Title: Weight Bias Internalization, Emotion Dysregulation, and Non-Normative Eating Behaviors in Prebariatric Patients
Authors: Baldofski, Rudolph, Tigges, Herbig, Jurowich, Kaiser, Dietrich, Hilbert
Source: International Journal of Eating Disorders. Epub 23 Nov 2015. Link to article
Super-quick summary: Higher internalised weight stigma was associated with more disordered eating and clinical eating and body image pathology in 240 pre-WLS patients. Emotional dysregulation played a role in some, but not all of these pathways.
In more detail:
What they did
The authors gave a series of questionnaires to 240 patients seeking weight-loss surgery in six German bariatric centres. The questionnaires asked about:
- Levels of internalised weight stigma (WBIS; a measure of how much people value themselves less because of their weight);
- Emotional dysregulation (DERS; the trouble people have identifying and dealing appropriately with their emotions);
- Eating disorder questionnaire (EDE-Q; clinical pathological eating behaviours and body image issues);
- Addictive-like eating behaviours (YFAS);
- Emotional eating (DEBQ-Emotional; the extent to which people eat in response to emotional distress);
- Eating in the absence of hunger (EAH; starting or continuing to eat because of external cues, despite not being hungry).
The researchers had predicted that emotional dysregulation would be the key intermediate step between internalised weight stigma (IWS) and disordered eating behaviours. That is, they thought that the more people devalued themselves because of their weight, the more likely they were to have trouble dealing with their emotions, and it was this, in turn, that would lead to more problem eating.
What they found
First, they found that IWS was higher in women and younger people, but that BMI didn’t explain weight self-stigma. They also found that internalised weight stigma did significantly predict all of the measures of disordered eating and clinical eating disorders they asked about – in other words, lower weight-related self-esteem was associated with more problem eating. As for the role of emotional dysregulation, they found that it was the ‘middle-man’ between IWS and emotional eating and eating in the absence of hunger, as predicted. For addictive-like eating behaviours, emotional dysregulation played a part, but IWS also increased ‘food addiction’ directly.
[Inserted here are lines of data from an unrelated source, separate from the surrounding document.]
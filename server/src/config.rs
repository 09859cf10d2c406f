use shared::DEFAULT_PORT;
use std::time::Duration;

/// Runtime settings for [`BridgeServer`](crate::network::BridgeServer).
#[derive(Debug, Clone)]
pub struct ServerConfig {
    /// TCP port bound on all interfaces. `0` picks an ephemeral port.
    pub port: u16,
    /// Upper bound on writing one frame to the client.
    pub write_timeout: Duration,
    /// Size of each socket read on the network thread.
    pub read_chunk_size: usize,
    /// Pause after a failed accept before trying again.
    pub accept_retry_delay: Duration,
}

impl Default for ServerConfig {
    fn default() -> Self {
        Self {
            port: DEFAULT_PORT,
            write_timeout: Duration::from_secs(5),
            read_chunk_size: 4096,
            accept_retry_delay: Duration::from_millis(100),
        }
    }
}

impl ServerConfig {
    pub fn with_port(mut self, port: u16) -> Self {
        self.port = port;
        self
    }

    pub fn with_write_timeout(mut self, write_timeout: Duration) -> Self {
        self.write_timeout = write_timeout;
        self
    }
}
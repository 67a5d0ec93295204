use std::io;

use anyhow::Result;
use clap::Parser;
use spill_cli::config::CliConfig;

fn main() -> Result<()> {
    tracing_subscriber::fmt()
        .with_env_filter(
            tracing_subscriber::EnvFilter::try_from_default_env()
                .unwrap_or_else(|_| tracing_subscriber::EnvFilter::new("warn")),
        )
        .with_writer(io::stderr)
        .init();

    let config = CliConfig::parse();
    spill_cli::run(config, &mut io::stdin().lock(), &mut io::stdout().lock())
}
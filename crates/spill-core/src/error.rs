use thiserror::Error;

#[derive(Debug, Error)]
pub enum SpillError {
    #[error("journal entry is empty")]
    EmptyEntry,

    #[error("serialization error: {0}")]
    Serialization(String),
}

impl From<serde_json::Error> for SpillError {
    fn from(e: serde_json::Error) -> Self {
        SpillError::Serialization(e.to_string())
    }
}
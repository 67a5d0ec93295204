use serde::{Deserialize, Serialize};

use crate::error::SpillError;

/// A free-writing session the user wants reflected back to them.
#[derive(Debug, Clone, PartialEq, Eq, Serialize, Deserialize)]
#[serde(try_from = "RawEntry")]
pub struct JournalEntry {
    text: String,
}

#[derive(Deserialize)]
struct RawEntry {
    text: String,
}

impl TryFrom<RawEntry> for JournalEntry {
    type Error = SpillError;

    fn try_from(raw: RawEntry) -> Result<Self, Self::Error> {
        JournalEntry::new(raw.text)
    }
}

impl JournalEntry {
    /// Wrap `text`, dropping trailing whitespace. Blank text is rejected.
    pub fn new(text: impl Into<String>) -> Result<Self, SpillError> {
        let mut text = text.into();
        if text.trim().is_empty() {
            return Err(SpillError::EmptyEntry);
        }
        let trimmed_len = text.trim_end().len();
        text.truncate(trimmed_len);
        Ok(Self { text })
    }

    pub fn as_str(&self) -> &str {
        &self.text
    }

    pub fn word_count(&self) -> usize {
        self.text.split_whitespace().count()
    }
}

#[cfg(test)]
mod tests {
    use super::*;

    #[test]
    fn rejects_empty_and_blank() {
        assert!(matches!(JournalEntry::new(""), Err(SpillError::EmptyEntry)));
        assert!(matches!(
            JournalEntry::new("  \n\t  "),
            Err(SpillError::EmptyEntry)
        ));
    }

    #[test]
    fn trims_trailing_whitespace_only() {
        let entry = JournalEntry::new("  today was long\n\n").unwrap();
        assert_eq!(entry.as_str(), "  today was long");
    }

    #[test]
    fn word_count_splits_on_whitespace() {
        let entry = JournalEntry::new("I keep\nstarting   over").unwrap();
        assert_eq!(entry.word_count(), 4);
    }

    #[test]
    fn serializes_as_text_field() {
        let entry = JournalEntry::new("hello").unwrap();
        let json = serde_json::to_string(&entry).unwrap();
        assert_eq!(json, r#"{"text":"hello"}"#);
        let back: JournalEntry = serde_json::from_str(&json).unwrap();
        assert_eq!(back, entry);
    }

    #[test]
    fn deserialize_rejects_blank_text() {
        let err = serde_json::from_str::<JournalEntry>(r#"{"text":"   "}"#).unwrap_err();
        assert!(err.to_string().contains("empty"), "got: {err}");
        assert!(serde_json::from_str::<JournalEntry>(r#"{"text":"   \n"}"#).is_err());
    }

    #[test]
    fn deserialize_trims_trailing_whitespace() {
        let entry: JournalEntry = serde_json::from_str(r#"{"text":"long week\n\n"}"#).unwrap();
        assert_eq!(entry.as_str(), "long week");
    }
}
Emotional dysregulation didn’t link IWS and eating disorder symptoms.
What it means
The evidence that IWS is associated with range of negative health and behavioural outcomes is accumulating rapidly. Researchers are interested in explaining how and why this process happens. The more we understand about it, the more likely it is that we can do something about it. This research provides one piece in the puzzle and shows that emotion management may play an important role in at least some of the eating-related outcomes that cause individuals distress. Having said that, this is a cross-sectional study, so the relationship could well be the other way around: people who have issues around food could feel worse about themselves and their weight.
While the researchers in this study were interested in improving the success of WLS, understanding IWS has implications for all people who suffer from it. Interestingly, more and more evidence is suggesting that high IWS isn’t just for people with high BMI. So people of all sizes can devalue themselves because of their weight, although it is worth remembering that only the higher-weight individuals are likely to be devalued and discriminated against by other people.
The fact that IWS is often seen to be higher in women than in men, and experiences of stigma in employment, health, education and so on are also more common in women, gives us some clue as to the nature of the problem. It is clearly not just about weight, but about how society polices women’s bodies. Ideally, the solution to high levels of IWS in the population would be to do something about levels of anti-fat bias in society in general. But the research we have so far isn’t promising on that front. So although helping the ‘victim’ to change is not the optimal solution, it may be a short-term strategy that helps to improve health and wellbeing and protect against some of the widespread fat shaming that we are exposed to every day.